* **WHAT YOU WILL DO**:
When the line containing "use std::fmt;" appears in the data below, begin copying there and stop only after the line containing "passed as flags.".

DATA: Begin

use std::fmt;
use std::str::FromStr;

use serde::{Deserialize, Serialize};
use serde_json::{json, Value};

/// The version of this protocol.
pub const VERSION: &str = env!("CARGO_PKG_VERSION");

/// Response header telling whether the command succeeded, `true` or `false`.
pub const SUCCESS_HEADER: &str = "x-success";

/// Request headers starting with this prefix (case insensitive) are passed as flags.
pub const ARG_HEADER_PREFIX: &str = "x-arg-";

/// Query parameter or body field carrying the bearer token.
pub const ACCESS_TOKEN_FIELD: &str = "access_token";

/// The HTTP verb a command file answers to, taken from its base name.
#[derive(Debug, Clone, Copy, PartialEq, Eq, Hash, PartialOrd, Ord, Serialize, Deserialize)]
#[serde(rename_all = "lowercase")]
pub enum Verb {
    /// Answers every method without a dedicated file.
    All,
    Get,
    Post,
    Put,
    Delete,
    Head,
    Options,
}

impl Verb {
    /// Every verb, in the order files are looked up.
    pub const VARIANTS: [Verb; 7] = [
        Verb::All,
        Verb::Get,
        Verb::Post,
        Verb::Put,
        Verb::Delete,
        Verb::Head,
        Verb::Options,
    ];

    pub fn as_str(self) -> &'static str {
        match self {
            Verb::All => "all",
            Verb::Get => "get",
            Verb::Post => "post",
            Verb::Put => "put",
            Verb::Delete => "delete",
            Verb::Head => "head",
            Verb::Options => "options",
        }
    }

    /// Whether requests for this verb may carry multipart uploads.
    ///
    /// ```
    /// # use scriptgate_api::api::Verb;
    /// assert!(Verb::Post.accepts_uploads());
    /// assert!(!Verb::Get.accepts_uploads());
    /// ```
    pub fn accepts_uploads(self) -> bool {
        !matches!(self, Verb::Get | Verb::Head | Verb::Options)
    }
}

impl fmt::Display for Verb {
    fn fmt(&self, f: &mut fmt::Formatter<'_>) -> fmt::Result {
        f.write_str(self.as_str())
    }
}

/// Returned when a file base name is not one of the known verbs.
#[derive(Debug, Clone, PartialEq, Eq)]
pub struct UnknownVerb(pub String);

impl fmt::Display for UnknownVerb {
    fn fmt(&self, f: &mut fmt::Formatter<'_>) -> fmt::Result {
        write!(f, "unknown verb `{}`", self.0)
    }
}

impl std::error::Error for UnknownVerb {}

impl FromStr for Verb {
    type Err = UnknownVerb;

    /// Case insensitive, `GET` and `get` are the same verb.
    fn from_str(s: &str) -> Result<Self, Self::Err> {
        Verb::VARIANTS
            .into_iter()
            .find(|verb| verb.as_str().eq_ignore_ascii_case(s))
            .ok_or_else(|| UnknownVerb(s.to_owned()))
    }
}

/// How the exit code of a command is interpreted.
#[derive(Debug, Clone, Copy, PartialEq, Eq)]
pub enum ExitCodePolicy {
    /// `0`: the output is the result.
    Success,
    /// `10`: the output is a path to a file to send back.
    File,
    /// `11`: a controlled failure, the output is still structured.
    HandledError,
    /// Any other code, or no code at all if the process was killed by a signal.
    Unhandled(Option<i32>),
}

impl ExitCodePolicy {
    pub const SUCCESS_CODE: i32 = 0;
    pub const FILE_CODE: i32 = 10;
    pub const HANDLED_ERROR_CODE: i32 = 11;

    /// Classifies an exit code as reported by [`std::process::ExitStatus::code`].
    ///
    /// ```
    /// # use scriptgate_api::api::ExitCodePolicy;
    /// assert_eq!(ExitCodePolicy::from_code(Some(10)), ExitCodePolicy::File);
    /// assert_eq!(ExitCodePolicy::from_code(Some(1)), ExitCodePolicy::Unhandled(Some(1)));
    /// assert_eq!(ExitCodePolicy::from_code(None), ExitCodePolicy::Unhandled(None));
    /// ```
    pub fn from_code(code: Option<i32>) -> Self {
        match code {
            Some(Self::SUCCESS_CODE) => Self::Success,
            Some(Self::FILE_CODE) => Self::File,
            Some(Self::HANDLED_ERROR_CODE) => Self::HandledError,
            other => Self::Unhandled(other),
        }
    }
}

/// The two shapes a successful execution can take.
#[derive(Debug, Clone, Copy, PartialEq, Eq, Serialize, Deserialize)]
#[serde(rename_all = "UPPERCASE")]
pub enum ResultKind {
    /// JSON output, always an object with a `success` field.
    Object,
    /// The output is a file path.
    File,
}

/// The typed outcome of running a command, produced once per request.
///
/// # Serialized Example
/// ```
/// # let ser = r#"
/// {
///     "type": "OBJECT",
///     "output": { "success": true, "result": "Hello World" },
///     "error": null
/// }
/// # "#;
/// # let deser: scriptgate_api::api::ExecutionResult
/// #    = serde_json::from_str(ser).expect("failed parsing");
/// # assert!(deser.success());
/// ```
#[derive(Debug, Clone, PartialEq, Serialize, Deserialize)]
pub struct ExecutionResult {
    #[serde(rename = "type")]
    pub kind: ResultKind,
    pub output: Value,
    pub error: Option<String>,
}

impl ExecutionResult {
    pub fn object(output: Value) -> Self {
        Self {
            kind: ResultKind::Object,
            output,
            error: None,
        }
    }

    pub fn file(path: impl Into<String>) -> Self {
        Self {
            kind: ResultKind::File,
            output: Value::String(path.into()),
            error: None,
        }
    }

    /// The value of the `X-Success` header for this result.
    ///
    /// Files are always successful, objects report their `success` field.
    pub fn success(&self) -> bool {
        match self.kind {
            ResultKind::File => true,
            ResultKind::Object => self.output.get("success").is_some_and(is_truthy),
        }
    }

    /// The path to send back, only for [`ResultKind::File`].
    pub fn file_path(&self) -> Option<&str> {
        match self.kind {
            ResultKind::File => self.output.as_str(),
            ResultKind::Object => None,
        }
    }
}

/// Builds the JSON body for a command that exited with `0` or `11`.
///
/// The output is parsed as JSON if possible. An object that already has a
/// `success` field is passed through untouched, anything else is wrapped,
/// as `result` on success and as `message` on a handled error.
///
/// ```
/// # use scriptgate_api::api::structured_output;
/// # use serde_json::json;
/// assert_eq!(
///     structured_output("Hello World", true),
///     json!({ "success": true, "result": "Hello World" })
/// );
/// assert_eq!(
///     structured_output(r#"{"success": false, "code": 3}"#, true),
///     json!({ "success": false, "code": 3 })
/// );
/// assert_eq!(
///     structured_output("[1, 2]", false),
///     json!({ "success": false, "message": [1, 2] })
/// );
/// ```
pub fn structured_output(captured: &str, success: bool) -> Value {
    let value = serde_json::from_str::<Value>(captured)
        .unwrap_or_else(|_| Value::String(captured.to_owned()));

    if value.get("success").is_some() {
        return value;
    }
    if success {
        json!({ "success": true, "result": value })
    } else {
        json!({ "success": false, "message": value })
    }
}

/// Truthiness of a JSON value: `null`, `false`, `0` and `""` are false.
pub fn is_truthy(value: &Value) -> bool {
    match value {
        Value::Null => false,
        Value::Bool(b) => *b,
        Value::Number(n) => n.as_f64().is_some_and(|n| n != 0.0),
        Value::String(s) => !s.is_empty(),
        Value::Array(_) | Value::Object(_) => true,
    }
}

DATA: End
DATA: Begin

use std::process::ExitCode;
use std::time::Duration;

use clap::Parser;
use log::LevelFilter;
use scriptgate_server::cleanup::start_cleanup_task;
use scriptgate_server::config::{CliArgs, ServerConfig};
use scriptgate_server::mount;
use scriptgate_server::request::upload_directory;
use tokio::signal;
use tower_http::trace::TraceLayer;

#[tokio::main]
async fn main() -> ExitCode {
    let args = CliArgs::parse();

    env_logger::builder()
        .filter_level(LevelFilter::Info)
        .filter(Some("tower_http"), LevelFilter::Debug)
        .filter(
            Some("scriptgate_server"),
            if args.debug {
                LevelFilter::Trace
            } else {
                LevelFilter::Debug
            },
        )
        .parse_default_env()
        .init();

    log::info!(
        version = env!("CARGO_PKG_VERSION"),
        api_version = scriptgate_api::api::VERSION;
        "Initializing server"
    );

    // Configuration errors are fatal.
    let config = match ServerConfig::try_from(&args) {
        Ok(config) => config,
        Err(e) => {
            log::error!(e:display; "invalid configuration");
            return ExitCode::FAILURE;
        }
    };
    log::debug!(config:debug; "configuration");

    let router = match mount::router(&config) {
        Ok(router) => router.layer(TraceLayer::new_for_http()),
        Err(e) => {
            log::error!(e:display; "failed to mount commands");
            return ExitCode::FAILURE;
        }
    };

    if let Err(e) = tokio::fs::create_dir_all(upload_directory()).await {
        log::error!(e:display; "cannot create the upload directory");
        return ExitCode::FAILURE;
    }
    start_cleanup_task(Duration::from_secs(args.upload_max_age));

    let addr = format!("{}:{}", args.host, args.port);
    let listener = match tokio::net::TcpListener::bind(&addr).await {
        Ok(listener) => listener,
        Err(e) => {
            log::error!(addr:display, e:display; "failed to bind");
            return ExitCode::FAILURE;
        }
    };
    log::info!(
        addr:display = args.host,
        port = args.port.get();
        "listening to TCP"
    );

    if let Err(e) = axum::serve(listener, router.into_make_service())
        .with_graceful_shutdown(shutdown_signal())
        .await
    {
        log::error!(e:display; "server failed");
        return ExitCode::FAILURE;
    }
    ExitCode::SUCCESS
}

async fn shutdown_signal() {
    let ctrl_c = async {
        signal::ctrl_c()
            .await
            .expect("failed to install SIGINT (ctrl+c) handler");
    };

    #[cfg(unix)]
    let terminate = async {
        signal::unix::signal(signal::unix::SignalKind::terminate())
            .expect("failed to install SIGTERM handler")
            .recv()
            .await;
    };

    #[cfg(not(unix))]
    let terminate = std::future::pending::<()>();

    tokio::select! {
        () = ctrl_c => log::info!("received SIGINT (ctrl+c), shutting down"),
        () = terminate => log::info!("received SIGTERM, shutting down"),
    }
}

DATA: End
DATA: Begin

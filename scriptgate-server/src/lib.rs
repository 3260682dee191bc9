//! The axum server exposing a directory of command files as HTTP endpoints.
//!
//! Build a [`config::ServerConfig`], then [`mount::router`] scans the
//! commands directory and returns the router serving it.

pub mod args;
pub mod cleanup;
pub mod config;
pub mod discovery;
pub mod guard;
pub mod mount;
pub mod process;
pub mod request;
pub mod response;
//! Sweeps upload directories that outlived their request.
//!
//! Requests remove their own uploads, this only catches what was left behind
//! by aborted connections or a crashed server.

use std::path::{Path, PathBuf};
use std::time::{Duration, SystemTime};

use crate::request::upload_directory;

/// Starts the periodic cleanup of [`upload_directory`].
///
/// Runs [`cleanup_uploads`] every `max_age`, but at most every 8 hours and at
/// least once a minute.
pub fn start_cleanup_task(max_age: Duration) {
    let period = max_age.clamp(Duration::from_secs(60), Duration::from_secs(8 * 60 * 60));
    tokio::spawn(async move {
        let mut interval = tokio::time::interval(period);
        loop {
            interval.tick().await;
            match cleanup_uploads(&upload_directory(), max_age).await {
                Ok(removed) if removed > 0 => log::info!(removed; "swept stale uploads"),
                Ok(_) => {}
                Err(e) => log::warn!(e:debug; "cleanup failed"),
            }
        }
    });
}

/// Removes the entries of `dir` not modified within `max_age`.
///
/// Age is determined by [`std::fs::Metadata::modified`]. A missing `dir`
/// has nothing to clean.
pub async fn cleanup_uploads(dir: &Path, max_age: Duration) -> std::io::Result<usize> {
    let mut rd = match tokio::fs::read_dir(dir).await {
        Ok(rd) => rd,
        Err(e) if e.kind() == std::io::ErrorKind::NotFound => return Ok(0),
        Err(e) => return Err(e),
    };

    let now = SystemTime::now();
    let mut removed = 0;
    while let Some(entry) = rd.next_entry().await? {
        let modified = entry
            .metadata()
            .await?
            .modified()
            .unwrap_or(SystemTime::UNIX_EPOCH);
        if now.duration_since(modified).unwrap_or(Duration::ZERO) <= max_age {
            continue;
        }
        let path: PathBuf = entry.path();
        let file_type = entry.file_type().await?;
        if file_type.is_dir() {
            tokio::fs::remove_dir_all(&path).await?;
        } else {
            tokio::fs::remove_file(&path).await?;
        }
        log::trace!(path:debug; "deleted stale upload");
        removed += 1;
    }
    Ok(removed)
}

DATA: End

* **TASK SOLUTION**:
use std::fmt;
use std::str::FromStr;

use serde::{Deserialize, Serialize};
use serde_json::{json, Value};

/// The version of this protocol.
pub const VERSION: &str = env!("CARGO_PKG_VERSION");

/// Response header telling whether the command succeeded, `true` or `false`.
pub const SUCCESS_HEADER: &str = "x-success";

/// Request headers starting with this prefix (case insensitive) are passed as flags.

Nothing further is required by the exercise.